I parked the car in the parking lot and walked up straight to the ticket counters of the multiplex cinema Hall. I didn’t think much but took the ticket. I didn’t bother, all I tried was to get accustomed to a life without you. May be in the darkness, I could be “me”.
The movie went on and alone in the darkness, I sobbed… I sobbed uncontrollably yet quietly.
” Be practical.”, You had said and I realised that I have to accept to a world where you are gone. I didn’t know what to do.. how to move on…. how to be ‘practical‘…. For all I knew all these years were just “You” and “Me”. I never had a world beyond that. Now I have to get accustomed to a world where you are gone and however shattered I feel, I have to conglomerate my broken pieces to a whole and display to the world “am happy!” and move on.
” It’s okay!”, I heard from beside and suddenly made me aware and conscious of his tall presence beside me in the theatre. In half darkness, startled by his remark, I looked at the man seated in the next seat. No, I didn’t know him, yet what he said was meant for me.
I was sobbing and tears streamed down my cheeks at my loss. This time he touched my palm. It was a comforting touch and he slowly tapped my palm like you sing a lullaby to a baby. It was so comforting that it only increased my sobs. I didn’t know what was there in him but in the darkness of the theatre, where we could not see each other, I suddenly felt very comfortable in his presence. Me, who never broke down in front of anyone in this world just sobbed my heart away in his shoulders.
“Take it easy.”, he kept on saying….” Whatever may be your grief, It will pass. ”
“Now come on. Get over it. I am there for you… beside you… always beside you.”, He said.

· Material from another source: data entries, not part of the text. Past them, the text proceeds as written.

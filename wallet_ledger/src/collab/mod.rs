//! Collaborators consumed by the ledger core: account lookup and tickets.

pub mod memory;
pub mod models;
pub mod repository;

pub use memory::{MemoryAccountDirectory, MemoryTicketService};
pub use models::{
    AccountRef, AccountRole, ConversationEntry, Ticket, TicketKind, TicketPatch, TicketResolution,
    TicketStatus,
};
pub use repository::{AccountDirectory, PgAccountDirectory, PgTicketService, TicketService};
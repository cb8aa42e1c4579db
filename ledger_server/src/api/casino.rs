//! Casino one-wallet endpoint.
//!
//! The body is taken as raw bytes so malformed JSON still gets a signed reply.

use axum::{
    Json,
    body::Bytes,
    extract::{Extension, State},
};
use serde_json::Value;
use wallet_ledger::casino::CasinoOutcome;

use super::AppState;
use super::request_id::RequestId;
use crate::{logging, metrics};

/// Handle one casino request. Always `200 OK`.
pub async fn onewallet(
    State(state): State<AppState>,
    Extension(request_id): Extension<RequestId>,
    body: Bytes,
) -> Json<Value> {
    let reply = state.casino.handle_bytes(&body).await;
    let request_type = reply.request_type.unwrap_or("unknown");

    match reply.outcome {
        CasinoOutcome::Ok => {
            if matches!(request_type, "debit" | "credit") {
                metrics::ledger_transactions_total("casino", request_type);
            }
        }
        CasinoOutcome::ExactReplay => metrics::replays_total("exact"),
        CasinoOutcome::SemanticReplay => metrics::replays_total("semantic"),
        CasinoOutcome::Failed(kind) => {
            match kind {
                "authentication" => {
                    metrics::signature_failures_total();
                    logging::log_security_event(
                        "casino_signature",
                        None,
                        None,
                        &format!(
                            "Casino request {} failed signature verification",
                            request_id.as_str()
                        ),
                    );
                }
                "parameter_mismatch" => metrics::parameter_mismatches_total(),
                _ => {}
            }
            metrics::provider_errors_total("casino", kind);
        }
    }

    Json(reply.body)
}
mod filter;
mod nav;
mod tile;

pub use filter::{GridPathFilter, ObstacleFn};
pub use nav::NavPath;
pub use tile::Tile;

use crate::{
    hex::{
        hexagonal_region, to_hex, CubeCoord, CubeCoordIndexMap, CubeCoordSet,
        Point3,
    },
    path::{AStar, Graph, PathResult, SearchStatus},
    timed,
    util::grid_len,
    GridConfig, PathConfig, TileLayout,
};
use anyhow::{anyhow, Context};
use log::{debug, info};
use serde::{Deserialize, Serialize};
use tile::TileRecord;
use validator::Validate;

/// Positions closer than this (on every axis) count as the same place
const NEARLY_EQUAL_TOLERANCE: f64 = 1e-4;

/// A hexagonal region of tiles, laid out in world space. The grid is made in
/// a single generation pass and is never resized afterwards; tile costs and
/// blocking flags can be changed in place.
///
/// Tiles are kept in generation order (see
/// [hexagonal_region](crate::hex::hexagonal_region)), and that order is how
/// tiles are identified during a search: the grid implements [Graph] with
/// each tile's index as its node reference.
///
/// ## Serialization
///
/// A grid serializes as its layout, radius, and the list of tiles (position,
/// cost and blocking flag). World positions aren't stored; they're recomputed
/// from the layout on load. Deserialization re-checks everything, so a tile
/// list that doesn't match the radius, or a tile with a bad cost, is an
/// error.
#[derive(Clone, Debug, PartialEq, Serialize, Deserialize)]
#[serde(try_from = "SerializedGrid", into = "SerializedGrid")]
pub struct HexGrid {
    layout: TileLayout,
    radius: u16,
    tiles: CubeCoordIndexMap<Tile>,
}

impl HexGrid {
    /// Build a grid of default tiles with the given radius. Fails if the
    /// layout is invalid.
    pub fn build(layout: TileLayout, radius: u16) -> anyhow::Result<Self> {
        Self::build_with(layout, radius, |_, _| {})
    }

    /// Build a grid of default tiles, calling `on_step` for each coordinate
    /// as its tile is made. Coordinates are visited in generation order.
    pub fn build_with<F>(
        layout: TileLayout,
        radius: u16,
        mut on_step: F,
    ) -> anyhow::Result<Self>
    where
        F: FnMut(&TileLayout, CubeCoord),
    {
        layout.validate().context("invalid tile layout")?;

        let tiles = timed!("Grid generation", log::Level::Info, {
            let mut tiles = CubeCoordIndexMap::default();
            tiles.reserve(grid_len(radius));
            for position in hexagonal_region(radius) {
                on_step(&layout, position);
                tiles.insert(position, Tile::new(&layout, position));
            }
            tiles
        });

        Ok(Self {
            layout,
            radius,
            tiles,
        })
    }

    /// Generate a grid from a config, then apply its tile overrides. Returns
    /// an error if the config is invalid, or if an override is outside the
    /// grid or has a bad cost.
    pub fn generate(config: &GridConfig) -> anyhow::Result<Self> {
        info!("Generating grid with config {:#?}", config);

        config.validate().context("invalid config")?;
        let mut grid = Self::build(config.layout, config.radius)?;

        for tile_config in &config.tiles {
            let tile = grid.get_mut(tile_config.position).ok_or_else(|| {
                anyhow!(
                    "tile override at {} is outside grid of radius {}",
                    tile_config.position,
                    config.radius
                )
            })?;
            tile.set_cost(tile_config.cost)
                .context("invalid tile override")?;
            tile.set_blocking(tile_config.blocking);
        }
        debug!("Applied {} tile overrides", config.tiles.len());

        Ok(grid)
    }

    pub fn layout(&self) -> &TileLayout {
        &self.layout
    }

    pub fn radius(&self) -> u16 {
        self.radius
    }

    pub fn len(&self) -> usize {
        self.tiles.len()
    }

    pub fn is_empty(&self) -> bool {
        self.tiles.is_empty()
    }

    /// Get the tile at a coordinate, or `None` if it's outside the grid.
    pub fn find_at(&self, position: CubeCoord) -> Option<&Tile> {
        self.tiles.get(&position)
    }

    /// Get the index of the tile at a coordinate. This is the node reference
    /// used when searching the grid.
    pub fn index_of(&self, position: CubeCoord) -> Option<usize> {
        self.tiles.get_index_of(&position)
    }

    /// Get a tile by its index.
    pub fn get(&self, index: usize) -> Option<&Tile> {
        self.tiles.get_index(index).map(|(_, tile)| tile)
    }

    /// Get a mutable reference to the tile at a coordinate. Only cost and
    /// blocking can be changed through it.
    pub fn get_mut(&mut self, position: CubeCoord) -> Option<&mut Tile> {
        self.tiles.get_mut(&position)
    }

    /// Set the cost of the tile at a coordinate. Fails if the coordinate is
    /// outside the grid or the cost isn't positive.
    pub fn set_cost(
        &mut self,
        position: CubeCoord,
        cost: f64,
    ) -> anyhow::Result<()> {
        self.tile_mut(position)?.set_cost(cost)
    }

    /// Mark the tile at a coordinate as blocking (or not). Fails if the
    /// coordinate is outside the grid.
    pub fn set_blocking(
        &mut self,
        position: CubeCoord,
        blocking: bool,
    ) -> anyhow::Result<()> {
        self.tile_mut(position)?.set_blocking(blocking);
        Ok(())
    }

    /// Iterate over every tile, in generation order.
    pub fn tiles(&self) -> impl Iterator<Item = &Tile> {
        self.tiles.values()
    }

    /// Iterate over every coordinate in the grid, in generation order.
    pub fn coordinates(&self) -> impl Iterator<Item = CubeCoord> + '_ {
        self.tiles.keys().copied()
    }

    /// Find the cheapest path between two tiles, using the grid's default
    /// rules (see [GridPathFilter]). The returned path is a list of
    /// coordinates, excluding `start`.
    pub fn find_tile_path(
        &self,
        start: CubeCoord,
        end: CubeCoord,
        config: &PathConfig,
        is_obstacle: Option<ObstacleFn<'_>>,
    ) -> PathResult<CubeCoord> {
        let (start, end) = match (self.index_of(start), self.index_of(end)) {
            (Some(start), Some(end)) => (start, end),
            _ => {
                debug!("Tile path endpoint off grid: {} -> {}", start, end);
                return PathResult {
                    status: SearchStatus::Fail,
                    path: Vec::new(),
                    cost: 0.0,
                    nodes_expanded: 0,
                };
            }
        };

        let result = self.search(start, end, config, is_obstacle);
        PathResult {
            status: result.status,
            path: result
                .path
                .into_iter()
                .filter_map(|index| self.get(index).map(Tile::position))
                .collect(),
            cost: result.cost,
            nodes_expanded: result.nodes_expanded,
        }
    }

    /// Find a path between two world positions. Each position is mapped onto
    /// the tile that contains it, then the tiles are searched with the grid's
    /// default rules. The resulting path starts at `start` itself, then
    /// visits the center of each tile along the way, raised by
    /// [PathConfig::path_point_z_offset].
    ///
    /// If `start` and `end` are essentially the same spot, the path is just
    /// that one point. If either one is outside the grid, or isn't a finite
    /// position, the search fails.
    pub fn find_path_world(
        &self,
        start: Point3,
        end: Point3,
        config: &PathConfig,
        is_obstacle: Option<ObstacleFn<'_>>,
    ) -> NavPath {
        if !start.is_finite() || !end.is_finite() {
            debug!("World path endpoint not finite: {} -> {}", start, end);
            return NavPath::failed(SearchStatus::Fail);
        }
        if start.nearly_equals(end, NEARLY_EQUAL_TOLERANCE) {
            return NavPath {
                status: SearchStatus::Success,
                points: vec![end],
                cost: 0.0,
            };
        }

        let start_coord = to_hex(&self.layout, start);
        let end_coord = to_hex(&self.layout, end);
        let (start_index, end_index) =
            match (self.index_of(start_coord), self.index_of(end_coord)) {
                (Some(start), Some(end)) => (start, end),
                _ => {
                    debug!(
                        "World path endpoint off grid: {} ({}) -> {} ({})",
                        start, start_coord, end, end_coord
                    );
                    return NavPath::failed(SearchStatus::Fail);
                }
            };

        let result = self.search(start_index, end_index, config, is_obstacle);
        if !result.status.has_path() {
            return NavPath::failed(result.status);
        }

        let z_offset = Point3::new(0.0, 0.0, config.path_point_z_offset);
        let mut points = Vec::with_capacity(result.path.len() + 1);
        points.push(start);
        points.extend(
            result
                .path
                .iter()
                .filter_map(|index| self.get(*index))
                .map(|tile| tile.world_position() + z_offset),
        );

        NavPath {
            status: result.status,
            points,
            cost: result.cost,
        }
    }

    fn search(
        &self,
        start: usize,
        end: usize,
        config: &PathConfig,
        is_obstacle: Option<ObstacleFn<'_>>,
    ) -> PathResult<usize> {
        let mut filter = GridPathFilter::new(self, config);
        if let Some(is_obstacle) = is_obstacle {
            filter = filter.with_obstacles(is_obstacle);
        }
        AStar::new(config.expansion_limit_factor).search(self, start, end, &filter)
    }

    fn tile_mut(&mut self, position: CubeCoord) -> anyhow::Result<&mut Tile> {
        let radius = self.radius;
        self.get_mut(position).ok_or_else(|| {
            anyhow!("no tile at {} in grid of radius {}", position, radius)
        })
    }

    /// Deserialize a grid from JSON. A grid can be serialized into JSON with
    /// [HexGrid::to_json]. Will fail if the input is malformed.
    #[cfg(feature = "json")]
    pub fn from_json(json: &str) -> anyhow::Result<Self> {
        serde_json::from_str(json).context("error deserializing grid")
    }

    /// Serializes this grid into JSON. This is a recoverable format, which
    /// can be loaded back into a [HexGrid] with [HexGrid::from_json].
    #[cfg(feature = "json")]
    pub fn to_json(&self) -> anyhow::Result<String> {
        serde_json::to_string(self).context("error serializing grid")
    }

    /// Deserialize a grid from binary (CBOR). A grid can be serialized into
    /// binary with [HexGrid::to_bin]. Will fail if the input is malformed.
    #[cfg(feature = "bin")]
    pub fn from_bin(read: impl std::io::Read) -> anyhow::Result<Self> {
        serde_cbor::from_reader(read).context("error deserializing grid")
    }

    /// Serializes this grid into binary (CBOR). This is a recoverable format,
    /// which can be loaded back into a [HexGrid] with [HexGrid::from_bin].
    #[cfg(feature = "bin")]
    pub fn to_bin(&self) -> anyhow::Result<Vec<u8>> {
        let mut buffer = Vec::new();
        serde_cbor::to_writer(&mut buffer, self)
            .context("error serializing grid")?;
        Ok(buffer)
    }
}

His words were so soft and sombre. I wept my heart out in his shoulders for I don’t know how long. I had no justification of why I did that. It just happened, spontaneously. I didn’t know him yet he could give me a comfort that no one not even you could give me ever. I could see him faintly in the dark, yet he touched my heart in a way you never did, understood my pain without even asking me a question… just said unconditionally that he’ll always be there for me, beside me…. in a way you never said. It felt so comforting that I shared with him the most close part of my heart which I couldn’t with anyone in this world… My grief, my sorrow, my loneliness, my tears. I don’t know till when he lent me his shoulders and my head rested on it and wept.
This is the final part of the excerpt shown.